Alaska has now seen 5.08 million acres burn so far this wildfire season, the second-largest number since records began 76 years ago.
This summer's acreage -- equivalent to nearly 8,000 square miles -- edged out 1957 but will likely fall far short of 2004, the record year when about 6.6 million acres went up in flames, officials say.
Fire official Sam Harrel said that as the dry season in Alaska comes to an end, the chances for lightning to strike and cause new blazes are much lower.
"Things are winding down," said Harrel, spokesperson with the Alaska Fire Service. "We have started our seasonal weather pattern of scattered rains."
He cautioned that Alaska could still see an increase in human-caused fires as the hunting season picks up.
About 238 wildfires continued to burn Monday, with the vast majority being allowed to take their course. Some 97 firefighters are focusing their efforts on protecting the village of Hughes from an advancing blaze along the Koyukuk River.
Alaska has now dispatched firefighting crews to help in Wyoming and northern California.
"The Lower 48 helped us a lot and it's now time to reciprocate," Harrel said. "Our fire season is coming to end as theirs is ratcheting up."

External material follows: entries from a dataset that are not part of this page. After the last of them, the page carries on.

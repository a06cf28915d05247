//! 翻译模块统一错误处理
//!
//! 提供结构化错误类型和错误处理机制。跨越端口边界时只传递 `to_string()` 的文本，
//! 不传递结构化的错误码。

use std::fmt;

use thiserror::Error;

/// 翻译错误类型
#[derive(Error, Debug, Clone, PartialEq)]
pub enum TranslationError {
    /// 认证失败（401/403）
    #[error("{message}")]
    Auth { message: String, status: u16 },

    /// 速率限制（429），可能带有服务端给出的等待秒数
    #[error("{message}")]
    RateLimit {
        message: String,
        retry_after: Option<u64>,
    },

    /// 请求无效（400/422）
    #[error("{message}")]
    InvalidRequest { message: String, status: u16 },

    /// 服务端错误（5xx 及其他未分类状态）
    #[error("{message}")]
    ServerError { message: String, status: u16 },

    /// 网络错误
    #[error("Network error: {0}")]
    NetworkError(String),

    /// 超时错误
    #[error("Request timed out: {0}")]
    TimeoutError(String),

    /// 通道在终止消息到达之前关闭
    #[error("{0}")]
    Interrupted(String),

    /// 请求被主动取消
    #[error("Request aborted")]
    Aborted,

    /// 配置错误（缺少模型、API Key 等）
    #[error("{0}")]
    ConfigError(String),

    /// 解析错误
    #[error("解析错误: {0}")]
    ParseError(String),

    /// 序列化错误
    #[error("序列化错误: {0}")]
    SerializationError(String),

    /// 端口/通道错误
    #[error("{0}")]
    ChannelError(String),

    /// DOM 重建错误
    #[error("重建错误: {0}")]
    ReconstructionError(String),

    /// 处理错误
    #[error("{0}")]
    ProcessingError(String),
}

impl TranslationError {
    /// 检查错误是否可重试
    pub fn is_retryable(&self) -> bool {
        match self {
            TranslationError::RateLimit { .. } => true,
            TranslationError::ServerError { .. } => true,
            TranslationError::NetworkError(_) => true,
            TranslationError::Auth { .. } => false,
            TranslationError::InvalidRequest { .. } => false,
            TranslationError::TimeoutError(_) => false,
            TranslationError::Interrupted(_) => false,
            TranslationError::Aborted => false,
            TranslationError::ConfigError(_) => false,
            TranslationError::ParseError(_) => false,
            TranslationError::SerializationError(_) => false,
            TranslationError::ChannelError(_) => false,
            TranslationError::ReconstructionError(_) => false,
            TranslationError::ProcessingError(_) => false,
        }
    }

    /// 服务端要求的等待秒数（仅速率限制错误）
    pub fn retry_after(&self) -> Option<u64> {
        match self {
            TranslationError::RateLimit { retry_after, .. } => *retry_after,
            _ => None,
        }
    }

    /// HTTP 状态码（仅 HTTP 分类错误）
    pub fn status(&self) -> Option<u16> {
        match self {
            TranslationError::Auth { status, .. }
            | TranslationError::InvalidRequest { status, .. }
            | TranslationError::ServerError { status, .. } => Some(*status),
            TranslationError::RateLimit { .. } => Some(429),
            _ => None,
        }
    }

    /// 是否为主动取消
    pub fn is_aborted(&self) -> bool {
        matches!(self, TranslationError::Aborted)
    }

    /// 获取错误的严重程度
    pub fn severity(&self) -> ErrorSeverity {
        match self {
            TranslationError::Aborted => ErrorSeverity::Info,
            TranslationError::ConfigError(_) => ErrorSeverity::Info,
            TranslationError::RateLimit { .. } => ErrorSeverity::Warning,
            TranslationError::NetworkError(_) => ErrorSeverity::Warning,
            TranslationError::TimeoutError(_) => ErrorSeverity::Warning,
            TranslationError::Interrupted(_) => ErrorSeverity::Warning,
            TranslationError::ChannelError(_) => ErrorSeverity::Warning,
            TranslationError::Auth { .. } => ErrorSeverity::Error,
            TranslationError::InvalidRequest { .. } => ErrorSeverity::Error,
            TranslationError::ServerError { .. } => ErrorSeverity::Error,
            TranslationError::ParseError(_) => ErrorSeverity::Error,
            TranslationError::SerializationError(_) => ErrorSeverity::Error,
            TranslationError::ProcessingError(_) => ErrorSeverity::Error,
            TranslationError::ReconstructionError(_) => ErrorSeverity::Critical,
        }
    }

    /// 获取错误类别
    pub fn category(&self) -> ErrorCategory {
        match self {
            TranslationError::Auth { .. } => ErrorCategory::Auth,
            TranslationError::RateLimit { .. } => ErrorCategory::RateLimit,
            TranslationError::InvalidRequest { .. } => ErrorCategory::InvalidRequest,
            TranslationError::ServerError { .. } => ErrorCategory::Server,
            TranslationError::NetworkError(_) => ErrorCategory::Network,
            TranslationError::TimeoutError(_) => ErrorCategory::Timeout,
            TranslationError::Interrupted(_) => ErrorCategory::Interrupted,
            TranslationError::Aborted => ErrorCategory::Aborted,
            TranslationError::ConfigError(_) => ErrorCategory::Configuration,
            TranslationError::ParseError(_) => ErrorCategory::Parsing,
            TranslationError::SerializationError(_) => ErrorCategory::Serialization,
            TranslationError::ChannelError(_) => ErrorCategory::Channel,
            TranslationError::ReconstructionError(_) => ErrorCategory::Dom,
            TranslationError::ProcessingError(_) => ErrorCategory::Processing,
        }
    }

    /// 创建带上下文的错误
    pub fn with_context<T: fmt::Display>(mut self, context: T) -> Self {
        match &mut self {
            TranslationError::Auth { message, .. }
            | TranslationError::RateLimit { message, .. }
            | TranslationError::InvalidRequest { message, .. }
            | TranslationError::ServerError { message, .. } => {
                *message = format!("{} ({})", message, context);
            }
            TranslationError::NetworkError(msg)
            | TranslationError::TimeoutError(msg)
            | TranslationError::Interrupted(msg)
            | TranslationError::ConfigError(msg)
            | TranslationError::ParseError(msg)
            | TranslationError::SerializationError(msg)
            | TranslationError::ChannelError(msg)
            | TranslationError::ReconstructionError(msg)
            | TranslationError::ProcessingError(msg) => {
                *msg = format!("{} ({})", msg, context);
            }
            TranslationError::Aborted => {}
        }

        self
    }
}

/// 错误严重程度
#[derive(Debug, Clone, Copy, PartialEq, Eq, PartialOrd, Ord, Hash)]
pub enum ErrorSeverity {
    Info,
    Warning,
    Error,
    Critical,
}

/// 错误类别
#[derive(Debug, Clone, Copy, PartialEq, Eq, Hash)]
pub enum ErrorCategory {
    Auth,
    RateLimit,
    InvalidRequest,
    Server,
    Network,
    Timeout,
    Interrupted,
    Aborted,
    Configuration,
    Parsing,
    Serialization,
    Channel,
    Dom,
    Processing,
}

impl From<reqwest::Error> for TranslationError {
    fn from(error: reqwest::Error) -> Self {
        if error.is_timeout() {
            TranslationError::TimeoutError(error.to_string())
        } else if error.is_decode() {
            TranslationError::ParseError(error.to_string())
        } else {
            TranslationError::NetworkError(error.to_string())
        }
    }
}

impl From<std::io::Error> for TranslationError {
    fn from(error: std::io::Error) -> Self {
        TranslationError::ProcessingError(format!("IO错误: {}", error))
    }
}

impl From<serde_json::Error> for TranslationError {
    fn from(error: serde_json::Error) -> Self {
        TranslationError::SerializationError(format!("JSON序列化错误: {}", error))
    }
}

impl From<toml::de::Error> for TranslationError {
    fn from(error: toml::de::Error) -> Self {
        TranslationError::ParseError(format!("TOML解析错误: {}", error))
    }
}

impl From<toml::ser::Error> for TranslationError {
    fn from(error: toml::ser::Error) -> Self {
        TranslationError::SerializationError(format!("TOML序列化错误: {}", error))
    }
}

impl From<config::ConfigError> for TranslationError {
    fn from(error: config::ConfigError) -> Self {
        TranslationError::ConfigError(format!("配置错误: {}", error))
    }
}

/// 错误结果类型别名
pub type TranslationResult<T> = Result<T, TranslationError>;

/// 错误处理助手函数
pub mod helpers {
    use super::*;

    /// 创建网络错误
    pub fn network_error<T: fmt::Display>(msg: T) -> TranslationError {
        TranslationError::NetworkError(msg.to_string())
    }
}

Western Alaska has proved persistently dry even while most of rest of the state has seen some rain. In the Yukon Delta National Wildlife Refuge south of Aniak, for example, deep layers of peat, which usually hold water, are instead smoldering.
The burning of peat, or decayed plant matter accumulated in the soil, causes the release of carbon to the atmosphere, adding to concern about the role of fires in climate change. Another carbon stock scientists are keeping their eyes on as the fire seasons grow longer and more intense is the permafrost that underlies most of Alaska's forested land.